## [TASK STATEMENT]
Word for word, restate the lines of the listing from the one that holds "let mut text = String::new();" through the very last line, and nothing more.

## [INFORMATION]
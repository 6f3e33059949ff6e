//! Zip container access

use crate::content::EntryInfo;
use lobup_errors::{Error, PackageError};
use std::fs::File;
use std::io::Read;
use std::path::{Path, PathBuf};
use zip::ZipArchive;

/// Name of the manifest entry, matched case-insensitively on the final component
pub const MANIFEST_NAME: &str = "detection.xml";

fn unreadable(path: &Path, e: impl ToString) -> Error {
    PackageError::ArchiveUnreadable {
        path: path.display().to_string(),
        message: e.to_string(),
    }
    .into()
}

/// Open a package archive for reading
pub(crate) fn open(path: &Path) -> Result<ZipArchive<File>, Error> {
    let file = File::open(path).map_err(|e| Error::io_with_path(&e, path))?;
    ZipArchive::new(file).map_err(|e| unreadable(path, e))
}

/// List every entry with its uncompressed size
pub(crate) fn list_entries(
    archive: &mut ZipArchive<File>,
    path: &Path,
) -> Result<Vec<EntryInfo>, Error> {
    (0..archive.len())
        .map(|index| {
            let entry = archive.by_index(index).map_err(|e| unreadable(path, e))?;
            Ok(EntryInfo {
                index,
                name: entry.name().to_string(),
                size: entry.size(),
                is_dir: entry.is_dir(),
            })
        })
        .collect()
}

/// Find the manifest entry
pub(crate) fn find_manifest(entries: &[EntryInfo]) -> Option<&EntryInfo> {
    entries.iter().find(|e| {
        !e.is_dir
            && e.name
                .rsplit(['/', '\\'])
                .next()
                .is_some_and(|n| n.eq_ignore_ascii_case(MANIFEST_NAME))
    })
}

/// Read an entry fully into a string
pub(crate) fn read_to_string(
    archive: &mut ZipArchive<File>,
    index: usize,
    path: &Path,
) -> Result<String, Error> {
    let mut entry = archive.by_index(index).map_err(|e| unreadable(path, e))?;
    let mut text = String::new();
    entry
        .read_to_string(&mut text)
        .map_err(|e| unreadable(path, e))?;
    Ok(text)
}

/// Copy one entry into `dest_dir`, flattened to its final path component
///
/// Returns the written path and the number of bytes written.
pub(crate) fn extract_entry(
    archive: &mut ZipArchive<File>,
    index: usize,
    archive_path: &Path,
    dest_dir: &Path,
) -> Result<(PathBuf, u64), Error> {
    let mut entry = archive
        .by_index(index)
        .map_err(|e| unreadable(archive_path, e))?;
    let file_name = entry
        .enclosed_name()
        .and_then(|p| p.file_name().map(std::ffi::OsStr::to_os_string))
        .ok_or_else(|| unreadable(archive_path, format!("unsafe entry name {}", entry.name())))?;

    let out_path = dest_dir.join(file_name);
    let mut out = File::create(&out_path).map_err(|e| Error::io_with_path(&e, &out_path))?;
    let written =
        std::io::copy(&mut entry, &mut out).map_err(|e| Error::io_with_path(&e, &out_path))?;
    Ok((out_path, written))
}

## [SOLVED PROBLEM]
    let mut text = String::new();
    entry
        .read_to_string(&mut text)
        .map_err(|e| unreadable(path, e))?;
    Ok(text)
}

/// Copy one entry into `dest_dir`, flattened to its final path component
///
/// Returns the written path and the number of bytes written.
pub(crate) fn extract_entry(
    archive: &mut ZipArchive<File>,
    index: usize,
    archive_path: &Path,
    dest_dir: &Path,
) -> Result<(PathBuf, u64), Error> {
    let mut entry = archive
        .by_index(index)
        .map_err(|e| unreadable(archive_path, e))?;
    let file_name = entry
        .enclosed_name()
        .and_then(|p| p.file_name().map(std::ffi::OsStr::to_os_string))
        .ok_or_else(|| unreadable(archive_path, format!("unsafe entry name {}", entry.name())))?;

    let out_path = dest_dir.join(file_name);
    let mut out = File::create(&out_path).map_err(|e| Error::io_with_path(&e, &out_path))?;
    let written =
        std::io::copy(&mut entry, &mut out).map_err(|e| Error::io_with_path(&e, &out_path))?;
    Ok((out_path, written))
}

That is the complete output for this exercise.